*** Block opens ***

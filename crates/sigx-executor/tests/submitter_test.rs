//! OrderSubmitter against a mock REST exchange.

use axum::extract::State;
use axum::http::{HeaderMap, StatusCode};
use axum::routing::post;
use axum::{Json, Router};
use parking_lot::Mutex;
use rust_decimal_macros::dec;
use sigx_core::{
    ClientOrderId, ErrorKind, LegRole, MarginMode, OrderLeg, OrderSide, PositionSide, Price, Size,
};
use sigx_executor::{
    ApiCredentials, ExecutorError, OrderSubmitter, RequestSigner, ORDER_PATH, SET_LEVERAGE_PATH,
};
use std::sync::Arc;
use tokio::net::TcpListener;

#[derive(Debug, Clone)]
struct Recorded {
    path: String,
    headers: HeaderMap,
    body: String,
}

#[derive(Clone, Default)]
struct Exchange {
    requests: Arc<Mutex<Vec<Recorded>>>,
    /// Per-order response override.
    order_reply: Arc<Mutex<Option<(StatusCode, String)>>>,
}

async fn order(
    State(exchange): State<Exchange>,
    headers: HeaderMap,
    body: String,
) -> (StatusCode, String) {
    let n = {
        let mut requests = exchange.requests.lock();
        requests.push(Recorded {
            path: ORDER_PATH.to_string(),
            headers,
            body,
        });
        requests.len()
    };
    if let Some(reply) = exchange.order_reply.lock().clone() {
        return reply;
    }
    (
        StatusCode::OK,
        serde_json::json!({
            "code": "0",
            "msg": "",
            "data": [{"orderId": format!("9000{n}"), "code": "0", "msg": ""}]
        })
        .to_string(),
    )
}

async fn set_leverage(
    State(exchange): State<Exchange>,
    headers: HeaderMap,
    body: String,
) -> Json<serde_json::Value> {
    let parsed: serde_json::Value = serde_json::from_str(&body).unwrap();
    exchange.requests.lock().push(Recorded {
        path: SET_LEVERAGE_PATH.to_string(),
        headers,
        body,
    });
    if parsed["leverage"] == "150" {
        return Json(serde_json::json!({"code": "152406", "msg": "leverage too high"}));
    }
    Json(serde_json::json!({"code": "0", "msg": "success", "data": parsed}))
}

async fn start(exchange: Exchange) -> String {
    let router = Router::new()
        .route(ORDER_PATH, post(order))
        .route(SET_LEVERAGE_PATH, post(set_leverage))
        .with_state(exchange);
    let listener = TcpListener::bind("127.0.0.1:0").await.unwrap();
    let addr = listener.local_addr().unwrap();
    tokio::spawn(async move {
        axum::serve(listener, router).await.unwrap();
    });
    format!("http://{addr}")
}

fn signer() -> Arc<RequestSigner> {
    Arc::new(RequestSigner::new(ApiCredentials::new("key-1", "secret-1", "phrase-1")).unwrap())
}

fn leg(role: LegRole, take_profit: Option<Price>) -> OrderLeg {
    OrderLeg {
        role,
        side: OrderSide::Sell,
        price: Price::new(dec!(121)),
        size: Size::new(dec!(2)),
        stop_loss: Price::new(dec!(130)),
        take_profit,
        leverage: 5,
        margin_mode: MarginMode::Cross,
        position_side: PositionSide::Net,
        client_order_id: ClientOrderId::new(),
    }
}

fn header<'a>(headers: &'a HeaderMap, name: &str) -> &'a str {
    headers.get(name).unwrap().to_str().unwrap()
}

#[tokio::test]
async fn test_submit_signs_exact_body() {
    let exchange = Exchange::default();
    let url = start(exchange.clone()).await;
    let signer = signer();
    let submitter = OrderSubmitter::new(&url, signer.clone()).unwrap();

    let order_id = submitter
        .submit(&leg(LegRole::TakeProfit, Some(Price::new(dec!(110)))), "SOL-USDT")
        .await
        .unwrap();
    assert_eq!(order_id, "90001");

    let recorded = exchange.requests.lock()[0].clone();
    let h = &recorded.headers;
    assert_eq!(header(h, "ACCESS-KEY"), "key-1");
    assert_eq!(header(h, "ACCESS-PASSPHRASE"), "phrase-1");
    assert_eq!(header(h, "content-type"), "application/json");

    let expected = signer
        .sign(
            ORDER_PATH,
            "POST",
            header(h, "ACCESS-TIMESTAMP"),
            header(h, "ACCESS-NONCE"),
            &recorded.body,
        )
        .unwrap();
    assert_eq!(header(h, "ACCESS-SIGN"), expected);

    let body: serde_json::Value = serde_json::from_str(&recorded.body).unwrap();
    assert_eq!(body["instId"], "SOL-USDT");
    assert_eq!(body["side"], "sell");
    assert_eq!(body["tpTriggerPrice"], "110");
    assert_eq!(body["positionSide"], "net");
}

#[tokio::test]
async fn test_sequential_legs_get_distinct_nonces() {
    let exchange = Exchange::default();
    let url = start(exchange.clone()).await;
    let submitter = OrderSubmitter::new(&url, signer()).unwrap();

    let a = submitter
        .submit(&leg(LegRole::TakeProfit, Some(Price::new(dec!(110)))), "SOL-USDT")
        .await
        .unwrap();
    let b = submitter
        .submit(&leg(LegRole::Runner, None), "SOL-USDT")
        .await
        .unwrap();
    assert_ne!(a, b);

    let requests = exchange.requests.lock().clone();
    let nonce = |i: usize| header(&requests[i].headers, "ACCESS-NONCE").to_string();
    assert_ne!(nonce(0), nonce(1));

    let runner: serde_json::Value = serde_json::from_str(&requests[1].body).unwrap();
    assert!(runner.get("tpTriggerPrice").is_none());
}

#[tokio::test]
async fn test_rejection_is_not_retryable() {
    let exchange = Exchange::default();
    *exchange.order_reply.lock() = Some((
        StatusCode::OK,
        r#"{"code":"0","msg":"","data":[{"orderId":"","code":"102015","msg":"Price out of range"}]}"#
            .to_string(),
    ));
    let url = start(exchange.clone()).await;
    let submitter = OrderSubmitter::new(&url, signer()).unwrap();

    let err = submitter
        .submit(&leg(LegRole::TakeProfit, None), "SOL-USDT")
        .await
        .unwrap_err();
    assert!(matches!(err, ExecutorError::ExchangeRejected { ref code, .. } if code == "102015"));
    assert!(!err.kind().is_retryable());
    assert_eq!(exchange.requests.lock().len(), 1, "no automatic retry");
}

#[tokio::test]
async fn test_http_error_is_transport() {
    let exchange = Exchange::default();
    *exchange.order_reply.lock() = Some((StatusCode::BAD_GATEWAY, "upstream down".to_string()));
    let url = start(exchange.clone()).await;
    let submitter = OrderSubmitter::new(&url, signer()).unwrap();

    let err = submitter
        .submit(&leg(LegRole::TakeProfit, None), "SOL-USDT")
        .await
        .unwrap_err();
    assert_eq!(err.kind(), ErrorKind::Transport);
    assert_eq!(exchange.requests.lock().len(), 1);
}

#[tokio::test]
async fn test_set_leverage() {
    let exchange = Exchange::default();
    let url = start(exchange.clone()).await;
    let submitter = OrderSubmitter::new(&url, signer()).unwrap();

    tokio_test::assert_ok!(submitter.set_leverage("SOL-USDT", 5).await);
    let recorded = exchange.requests.lock()[0].clone();
    assert_eq!(
        recorded.body,
        r#"{"instId":"SOL-USDT","leverage":"5","marginMode":"cross"}"#
    );

    let err = submitter.set_leverage("SOL-USDT", 150).await.unwrap_err();
    assert_eq!(err.kind(), ErrorKind::ExchangeRejected);
}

*** Block closes ***

> _TASK BRIEF_
The response should consist of every record above, reproduced exactly.

> _TASK OUTPUT_
filename crates/sigx-executor/tests/submitter_test.rs
//! OrderSubmitter against a mock REST exchange.

use axum::extract::State;
use axum::http::{HeaderMap, StatusCode};
use axum::routing::post;
use axum::{Json, Router};
use parking_lot::Mutex;
use rust_decimal_macros::dec;
use sigx_core::{
    ClientOrderId, ErrorKind, LegRole, MarginMode, OrderLeg, OrderSide, PositionSide, Price, Size,
};
use sigx_executor::{
    ApiCredentials, ExecutorError, OrderSubmitter, RequestSigner, ORDER_PATH, SET_LEVERAGE_PATH,
};
use std::sync::Arc;
use tokio::net::TcpListener;

#[derive(Debug, Clone)]
struct Recorded {
    path: String,
    headers: HeaderMap,
    body: String,
}

#[derive(Clone, Default)]
struct Exchange {
    requests: Arc<Mutex<Vec<Recorded>>>,
    /// Per-order response override.
    order_reply: Arc<Mutex<Option<(StatusCode, String)>>>,
}

async fn order(
    State(exchange): State<Exchange>,
    headers: HeaderMap,
    body: String,
) -> (StatusCode, String) {
    let n = {
        let mut requests = exchange.requests.lock();
        requests.push(Recorded {
            path: ORDER_PATH.to_string(),
            headers,
            body,
        });
        requests.len()
    };
    if let Some(reply) = exchange.order_reply.lock().clone() {
        return reply;
    }
    (
        StatusCode::OK,
        serde_json::json!({
            "code": "0",
            "msg": "",
            "data": [{"orderId": format!("9000{n}"), "code": "0", "msg": ""}]
        })
        .to_string(),
    )
}

async fn set_leverage(
    State(exchange): State<Exchange>,
    headers: HeaderMap,
    body: String,
) -> Json<serde_json::Value> {
    let parsed: serde_json::Value = serde_json::from_str(&body).unwrap();
    exchange.requests.lock().push(Recorded {
        path: SET_LEVERAGE_PATH.to_string(),
        headers,
        body,
    });
    if parsed["leverage"] == "150" {
        return Json(serde_json::json!({"code": "152406", "msg": "leverage too high"}));
    }
    Json(serde_json::json!({"code": "0", "msg": "success", "data": parsed}))
}

async fn start(exchange: Exchange) -> String {
    let router = Router::new()
        .route(ORDER_PATH, post(order))
        .route(SET_LEVERAGE_PATH, post(set_leverage))
        .with_state(exchange);
    let listener = TcpListener::bind("127.0.0.1:0").await.unwrap();
    let addr = listener.local_addr().unwrap();
    tokio::spawn(async move {
        axum::serve(listener, router).await.unwrap();
    });
    format!("http://{addr}")
}

fn signer() -> Arc<RequestSigner> {
    Arc::new(RequestSigner::new(ApiCredentials::new("key-1", "secret-1", "phrase-1")).unwrap())
}

fn leg(role: LegRole, take_profit: Option<Price>) -> OrderLeg {
    OrderLeg {
        role,
        side: OrderSide::Sell,
        price: Price::new(dec!(121)),
        size: Size::new(dec!(2)),
        stop_loss: Price::new(dec!(130)),
        take_profit,
        leverage: 5,
        margin_mode: MarginMode::Cross,
        position_side: PositionSide::Net,
        client_order_id: ClientOrderId::new(),
    }
}

fn header<'a>(headers: &'a HeaderMap, name: &str) -> &'a str {
    headers.get(name).unwrap().to_str().unwrap()
}

#[tokio::test]
async fn test_submit_signs_exact_body() {
    let exchange = Exchange::default();
    let url = start(exchange.clone()).await;
    let signer = signer();
    let submitter = OrderSubmitter::new(&url, signer.clone()).unwrap();

    let order_id = submitter
        .submit(&leg(LegRole::TakeProfit, Some(Price::new(dec!(110)))), "SOL-USDT")
        .await
        .unwrap();
    assert_eq!(order_id, "90001");

    let recorded = exchange.requests.lock()[0].clone();
    let h = &recorded.headers;
    assert_eq!(header(h, "ACCESS-KEY"), "key-1");
    assert_eq!(header(h, "ACCESS-PASSPHRASE"), "phrase-1");
    assert_eq!(header(h, "content-type"), "application/json");

    let expected = signer
        .sign(
            ORDER_PATH,
            "POST",
            header(h, "ACCESS-TIMESTAMP"),
            header(h, "ACCESS-NONCE"),
            &recorded.body,
        )
        .unwrap();
    assert_eq!(header(h, "ACCESS-SIGN"), expected);

    let body: serde_json::Value = serde_json::from_str(&recorded.body).unwrap();
    assert_eq!(body["instId"], "SOL-USDT");
    assert_eq!(body["side"], "sell");
    assert_eq!(body["tpTriggerPrice"], "110");
    assert_eq!(body["positionSide"], "net");
}

#[tokio::test]
async fn test_sequential_legs_get_distinct_nonces() {
    let exchange = Exchange::default();
    let url = start(exchange.clone()).await;
    let submitter = OrderSubmitter::new(&url, signer()).unwrap();

    let a = submitter
        .submit(&leg(LegRole::TakeProfit, Some(Price::new(dec!(110)))), "SOL-USDT")
        .await
        .unwrap();
    let b = submitter
        .submit(&leg(LegRole::Runner, None), "SOL-USDT")
        .await
        .unwrap();
    assert_ne!(a, b);

    let requests = exchange.requests.lock().clone();
    let nonce = |i: usize| header(&requests[i].headers, "ACCESS-NONCE").to_string();
    assert_ne!(nonce(0), nonce(1));

    let runner: serde_json::Value = serde_json::from_str(&requests[1].body).unwrap();
    assert!(runner.get("tpTriggerPrice").is_none());
}

#[tokio::test]
async fn test_rejection_is_not_retryable() {
    let exchange = Exchange::default();
    *exchange.order_reply.lock() = Some((
        StatusCode::OK,
        r#"{"code":"0","msg":"","data":[{"orderId":"","code":"102015","msg":"Price out of range"}]}"#
            .to_string(),
    ));
    let url = start(exchange.clone()).await;
    let submitter = OrderSubmitter::new(&url, signer()).unwrap();

    let err = submitter
        .submit(&leg(LegRole::TakeProfit, None), "SOL-USDT")
        .await
        .unwrap_err();
    assert!(matches!(err, ExecutorError::ExchangeRejected { ref code, .. } if code == "102015"));
    assert!(!err.kind().is_retryable());
    assert_eq!(exchange.requests.lock().len(), 1, "no automatic retry");
}

#[tokio::test]
async fn test_http_error_is_transport() {
    let exchange = Exchange::default();
    *exchange.order_reply.lock() = Some((StatusCode::BAD_GATEWAY, "upstream down".to_string()));
    let url = start(exchange.clone()).await;
    let submitter = OrderSubmitter::new(&url, signer()).unwrap();

    let err = submitter
        .submit(&leg(LegRole::TakeProfit, None), "SOL-USDT")
        .await
        .unwrap_err();
    assert_eq!(err.kind(), ErrorKind::Transport);
    assert_eq!(exchange.requests.lock().len(), 1);
}

#[tokio::test]
async fn test_set_leverage() {
    let exchange = Exchange::default();
    let url = start(exchange.clone()).await;
    let submitter = OrderSubmitter::new(&url, signer()).unwrap();

    tokio_test::assert_ok!(submitter.set_leverage("SOL-USDT", 5).await);
    let recorded = exchange.requests.lock()[0].clone();
    assert_eq!(
        recorded.body,
        r#"{"instId":"SOL-USDT","leverage":"5","marginMode":"cross"}"#
    );

    let err = submitter.set_leverage("SOL-USDT", 150).await.unwrap_err();
    assert_eq!(err.kind(), ErrorKind::ExchangeRejected);
}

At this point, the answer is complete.